● HOW TO COMPLETE THIS TASK
For this exercise, restate the records word for word.

● EXERCISE DATA
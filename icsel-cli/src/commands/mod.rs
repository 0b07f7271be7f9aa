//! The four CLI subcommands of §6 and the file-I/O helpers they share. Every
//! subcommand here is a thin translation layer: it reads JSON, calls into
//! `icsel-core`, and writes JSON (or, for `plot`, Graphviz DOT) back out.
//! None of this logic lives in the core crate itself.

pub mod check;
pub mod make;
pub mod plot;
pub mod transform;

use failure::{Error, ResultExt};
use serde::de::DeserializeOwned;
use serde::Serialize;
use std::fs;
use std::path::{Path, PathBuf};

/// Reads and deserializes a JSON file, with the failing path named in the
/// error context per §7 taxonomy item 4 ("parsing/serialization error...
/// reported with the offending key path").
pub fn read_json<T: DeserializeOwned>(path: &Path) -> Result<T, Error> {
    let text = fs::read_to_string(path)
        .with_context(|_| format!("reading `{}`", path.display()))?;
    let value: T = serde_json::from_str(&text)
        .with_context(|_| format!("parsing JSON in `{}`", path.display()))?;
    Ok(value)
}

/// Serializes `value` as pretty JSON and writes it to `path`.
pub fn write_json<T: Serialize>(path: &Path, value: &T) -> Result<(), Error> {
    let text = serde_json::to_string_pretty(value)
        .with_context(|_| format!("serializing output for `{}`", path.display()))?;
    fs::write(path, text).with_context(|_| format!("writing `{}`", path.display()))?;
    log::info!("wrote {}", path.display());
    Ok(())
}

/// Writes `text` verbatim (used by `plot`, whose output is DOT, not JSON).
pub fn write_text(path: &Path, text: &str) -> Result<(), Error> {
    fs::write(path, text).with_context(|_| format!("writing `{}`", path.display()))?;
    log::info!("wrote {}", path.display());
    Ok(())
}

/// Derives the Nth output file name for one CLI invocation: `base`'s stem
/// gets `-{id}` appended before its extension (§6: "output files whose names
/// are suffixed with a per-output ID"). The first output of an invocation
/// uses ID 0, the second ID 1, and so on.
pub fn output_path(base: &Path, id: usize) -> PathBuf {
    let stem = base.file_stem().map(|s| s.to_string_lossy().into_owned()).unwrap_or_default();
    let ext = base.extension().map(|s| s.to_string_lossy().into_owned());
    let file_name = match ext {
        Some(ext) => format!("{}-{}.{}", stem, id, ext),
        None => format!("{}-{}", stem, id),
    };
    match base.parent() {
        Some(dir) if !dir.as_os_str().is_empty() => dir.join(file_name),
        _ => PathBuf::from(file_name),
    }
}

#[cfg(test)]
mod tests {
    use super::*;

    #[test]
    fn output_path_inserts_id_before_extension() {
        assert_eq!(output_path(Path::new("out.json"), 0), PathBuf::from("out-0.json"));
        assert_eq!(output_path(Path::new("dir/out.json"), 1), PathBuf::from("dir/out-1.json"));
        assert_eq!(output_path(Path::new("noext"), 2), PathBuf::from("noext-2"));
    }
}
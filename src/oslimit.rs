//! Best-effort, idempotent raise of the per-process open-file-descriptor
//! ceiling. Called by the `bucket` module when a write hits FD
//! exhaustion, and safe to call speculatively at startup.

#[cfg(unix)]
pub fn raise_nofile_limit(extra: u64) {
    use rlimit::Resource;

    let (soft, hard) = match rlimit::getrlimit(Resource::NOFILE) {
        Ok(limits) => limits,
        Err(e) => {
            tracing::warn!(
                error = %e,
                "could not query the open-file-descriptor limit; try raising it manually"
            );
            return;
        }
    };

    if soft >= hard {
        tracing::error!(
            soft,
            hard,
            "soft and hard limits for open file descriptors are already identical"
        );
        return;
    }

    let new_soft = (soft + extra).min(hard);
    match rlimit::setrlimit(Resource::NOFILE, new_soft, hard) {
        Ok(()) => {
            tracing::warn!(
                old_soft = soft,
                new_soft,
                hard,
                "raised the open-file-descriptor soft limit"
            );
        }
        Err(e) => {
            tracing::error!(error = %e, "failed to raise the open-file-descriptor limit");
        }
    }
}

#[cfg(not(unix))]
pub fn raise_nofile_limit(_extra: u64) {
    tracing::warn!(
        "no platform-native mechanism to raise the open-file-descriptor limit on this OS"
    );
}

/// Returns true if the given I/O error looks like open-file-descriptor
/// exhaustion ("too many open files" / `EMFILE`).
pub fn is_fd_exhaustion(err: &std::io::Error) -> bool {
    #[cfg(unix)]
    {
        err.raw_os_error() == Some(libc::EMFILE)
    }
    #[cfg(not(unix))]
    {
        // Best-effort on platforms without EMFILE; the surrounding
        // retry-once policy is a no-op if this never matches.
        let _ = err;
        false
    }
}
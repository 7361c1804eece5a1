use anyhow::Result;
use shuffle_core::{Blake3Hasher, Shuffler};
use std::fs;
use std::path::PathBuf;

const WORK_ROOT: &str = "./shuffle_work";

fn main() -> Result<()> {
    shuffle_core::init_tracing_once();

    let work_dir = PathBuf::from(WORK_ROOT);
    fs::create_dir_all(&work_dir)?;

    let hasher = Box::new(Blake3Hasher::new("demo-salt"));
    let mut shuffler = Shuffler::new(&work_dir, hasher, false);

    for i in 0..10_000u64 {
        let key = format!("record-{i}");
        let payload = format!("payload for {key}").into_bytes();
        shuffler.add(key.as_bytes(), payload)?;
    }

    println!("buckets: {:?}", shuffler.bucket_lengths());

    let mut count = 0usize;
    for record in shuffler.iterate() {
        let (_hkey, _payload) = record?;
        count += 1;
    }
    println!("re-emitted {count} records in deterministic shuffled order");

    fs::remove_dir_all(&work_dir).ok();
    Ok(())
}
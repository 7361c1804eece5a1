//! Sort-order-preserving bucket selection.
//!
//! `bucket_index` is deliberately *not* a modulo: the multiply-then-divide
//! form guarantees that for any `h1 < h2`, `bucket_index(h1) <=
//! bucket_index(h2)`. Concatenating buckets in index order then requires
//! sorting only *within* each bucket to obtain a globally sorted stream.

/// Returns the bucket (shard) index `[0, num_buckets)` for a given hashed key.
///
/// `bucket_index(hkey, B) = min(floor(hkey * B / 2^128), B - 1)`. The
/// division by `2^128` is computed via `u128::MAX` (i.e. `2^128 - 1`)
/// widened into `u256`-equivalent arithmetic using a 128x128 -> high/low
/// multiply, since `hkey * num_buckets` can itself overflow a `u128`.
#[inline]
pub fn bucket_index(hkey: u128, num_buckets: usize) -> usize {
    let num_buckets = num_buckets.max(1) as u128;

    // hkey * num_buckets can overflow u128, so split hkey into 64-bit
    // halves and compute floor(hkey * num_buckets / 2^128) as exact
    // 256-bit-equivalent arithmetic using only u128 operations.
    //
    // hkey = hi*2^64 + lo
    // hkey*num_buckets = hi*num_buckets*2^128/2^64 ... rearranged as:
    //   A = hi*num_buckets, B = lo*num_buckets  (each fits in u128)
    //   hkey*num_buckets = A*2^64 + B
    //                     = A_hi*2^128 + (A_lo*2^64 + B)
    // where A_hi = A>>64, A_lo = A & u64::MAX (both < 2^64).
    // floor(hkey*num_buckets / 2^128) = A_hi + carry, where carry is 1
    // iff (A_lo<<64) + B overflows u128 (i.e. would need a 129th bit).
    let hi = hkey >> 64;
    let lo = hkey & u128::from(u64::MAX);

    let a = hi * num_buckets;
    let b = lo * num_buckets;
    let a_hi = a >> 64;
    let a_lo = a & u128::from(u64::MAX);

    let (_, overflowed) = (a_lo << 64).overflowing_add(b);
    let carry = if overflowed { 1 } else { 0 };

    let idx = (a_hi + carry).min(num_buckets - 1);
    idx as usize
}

● TASK RESPONSE
filename icsel-cli/src/commands/mod.rs
repository 0b07f7271be7f9aa
//! The four CLI subcommands of §6 and the file-I/O helpers they share. Every
//! subcommand here is a thin translation layer: it reads JSON, calls into
//! `icsel-core`, and writes JSON (or, for `plot`, Graphviz DOT) back out.
//! None of this logic lives in the core crate itself.

pub mod check;
pub mod make;
pub mod plot;
pub mod transform;

use failure::{Error, ResultExt};
use serde::de::DeserializeOwned;
use serde::Serialize;
use std::fs;
use std::path::{Path, PathBuf};

/// Reads and deserializes a JSON file, with the failing path named in the
/// error context per §7 taxonomy item 4 ("parsing/serialization error...
/// reported with the offending key path").
pub fn read_json<T: DeserializeOwned>(path: &Path) -> Result<T, Error> {
    let text = fs::read_to_string(path)
        .with_context(|_| format!("reading `{}`", path.display()))?;
    let value: T = serde_json::from_str(&text)
        .with_context(|_| format!("parsing JSON in `{}`", path.display()))?;
    Ok(value)
}

/// Serializes `value` as pretty JSON and writes it to `path`.
pub fn write_json<T: Serialize>(path: &Path, value: &T) -> Result<(), Error> {
    let text = serde_json::to_string_pretty(value)
        .with_context(|_| format!("serializing output for `{}`", path.display()))?;
    fs::write(path, text).with_context(|_| format!("writing `{}`", path.display()))?;
    log::info!("wrote {}", path.display());
    Ok(())
}

/// Writes `text` verbatim (used by `plot`, whose output is DOT, not JSON).
pub fn write_text(path: &Path, text: &str) -> Result<(), Error> {
    fs::write(path, text).with_context(|_| format!("writing `{}`", path.display()))?;
    log::info!("wrote {}", path.display());
    Ok(())
}

/// Derives the Nth output file name for one CLI invocation: `base`'s stem
/// gets `-{id}` appended before its extension (§6: "output files whose names
/// are suffixed with a per-output ID"). The first output of an invocation
/// uses ID 0, the second ID 1, and so on.
pub fn output_path(base: &Path, id: usize) -> PathBuf {
    let stem = base.file_stem().map(|s| s.to_string_lossy().into_owned()).unwrap_or_default();
    let ext = base.extension().map(|s| s.to_string_lossy().into_owned());
    let file_name = match ext {
        Some(ext) => format!("{}-{}.{}", stem, id, ext),
        None => format!("{}-{}", stem, id),
    };
    match base.parent() {
        Some(dir) if !dir.as_os_str().is_empty() => dir.join(file_name),
        _ => PathBuf::from(file_name),
    }
}

#[cfg(test)]
mod tests {
    use super::*;

    #[test]
    fn output_path_inserts_id_before_extension() {
        assert_eq!(output_path(Path::new("out.json"), 0), PathBuf::from("out-0.json"));
        assert_eq!(output_path(Path::new("dir/out.json"), 1), PathBuf::from("dir/out-1.json"));
        assert_eq!(output_path(Path::new("noext"), 2), PathBuf::from("noext-2"));
    }
}
filename src/oslimit.rs
//! Best-effort, idempotent raise of the per-process open-file-descriptor
//! ceiling. Called by the `bucket` module when a write hits FD
//! exhaustion, and safe to call speculatively at startup.

#[cfg(unix)]
pub fn raise_nofile_limit(extra: u64) {
    use rlimit::Resource;

    let (soft, hard) = match rlimit::getrlimit(Resource::NOFILE) {
        Ok(limits) => limits,
        Err(e) => {
            tracing::warn!(
                error = %e,
                "could not query the open-file-descriptor limit; try raising it manually"
            );
            return;
        }
    };

    if soft >= hard {
        tracing::error!(
            soft,
            hard,
            "soft and hard limits for open file descriptors are already identical"
        );
        return;
    }

    let new_soft = (soft + extra).min(hard);
    match rlimit::setrlimit(Resource::NOFILE, new_soft, hard) {
        Ok(()) => {
            tracing::warn!(
                old_soft = soft,
                new_soft,
                hard,
                "raised the open-file-descriptor soft limit"
            );
        }
        Err(e) => {
            tracing::error!(error = %e, "failed to raise the open-file-descriptor limit");
        }
    }
}

#[cfg(not(unix))]
pub fn raise_nofile_limit(_extra: u64) {
    tracing::warn!(
        "no platform-native mechanism to raise the open-file-descriptor limit on this OS"
    );
}

/// Returns true if the given I/O error looks like open-file-descriptor
/// exhaustion ("too many open files" / `EMFILE`).
pub fn is_fd_exhaustion(err: &std::io::Error) -> bool {
    #[cfg(unix)]
    {
        err.raw_os_error() == Some(libc::EMFILE)
    }
    #[cfg(not(unix))]
    {
        // Best-effort on platforms without EMFILE; the surrounding
        // retry-once policy is a no-op if this never matches.
        let _ = err;
        false
    }
}
repository 7361c1804eece5a1
use anyhow::Result;
use shuffle_core::{Blake3Hasher, Shuffler};
use std::fs;
use std::path::PathBuf;

const WORK_ROOT: &str = "./shuffle_work";

fn main() -> Result<()> {
    shuffle_core::init_tracing_once();

    let work_dir = PathBuf::from(WORK_ROOT);
    fs::create_dir_all(&work_dir)?;

    let hasher = Box::new(Blake3Hasher::new("demo-salt"));
    let mut shuffler = Shuffler::new(&work_dir, hasher, false);

    for i in 0..10_000u64 {
        let key = format!("record-{i}");
        let payload = format!("payload for {key}").into_bytes();
        shuffler.add(key.as_bytes(), payload)?;
    }

    println!("buckets: {:?}", shuffler.bucket_lengths());

    let mut count = 0usize;
    for record in shuffler.iterate() {
        let (_hkey, _payload) = record?;
        count += 1;
    }
    println!("re-emitted {count} records in deterministic shuffled order");

    fs::remove_dir_all(&work_dir).ok();
    Ok(())
}
repository 7361c1804eece5a1
//! Sort-order-preserving bucket selection.
//!
//! `bucket_index` is deliberately *not* a modulo: the multiply-then-divide
//! form guarantees that for any `h1 < h2`, `bucket_index(h1) <=
//! bucket_index(h2)`. Concatenating buckets in index order then requires
//! sorting only *within* each bucket to obtain a globally sorted stream.

/// Returns the bucket (shard) index `[0, num_buckets)` for a given hashed key.
///
/// `bucket_index(hkey, B) = min(floor(hkey * B / 2^128), B - 1)`. The
/// division by `2^128` is computed via `u128::MAX` (i.e. `2^128 - 1`)
/// widened into `u256`-equivalent arithmetic using a 128x128 -> high/low
/// multiply, since `hkey * num_buckets` can itself overflow a `u128`.
#[inline]
pub fn bucket_index(hkey: u128, num_buckets: usize) -> usize {
    let num_buckets = num_buckets.max(1) as u128;

    // hkey * num_buckets can overflow u128, so split hkey into 64-bit
    // halves and compute floor(hkey * num_buckets / 2^128) as exact
    // 256-bit-equivalent arithmetic using only u128 operations.
    //
    // hkey = hi*2^64 + lo
    // hkey*num_buckets = hi*num_buckets*2^128/2^64 ... rearranged as:
    //   A = hi*num_buckets, B = lo*num_buckets  (each fits in u128)
    //   hkey*num_buckets = A*2^64 + B
    //                     = A_hi*2^128 + (A_lo*2^64 + B)
    // where A_hi = A>>64, A_lo = A & u64::MAX (both < 2^64).
    // floor(hkey*num_buckets / 2^128) = A_hi + carry, where carry is 1
    // iff (A_lo<<64) + B overflows u128 (i.e. would need a 129th bit).
    let hi = hkey >> 64;
    let lo = hkey & u128::from(u64::MAX);

    let a = hi * num_buckets;
    let b = lo * num_buckets;
    let a_hi = a >> 64;
    let a_lo = a & u128::from(u64::MAX);

    let (_, overflowed) = (a_lo << 64).overflowing_add(b);
    let carry = if overflowed { 1 } else { 0 };

    let idx = (a_hi + carry).min(num_buckets - 1);
    idx as usize
}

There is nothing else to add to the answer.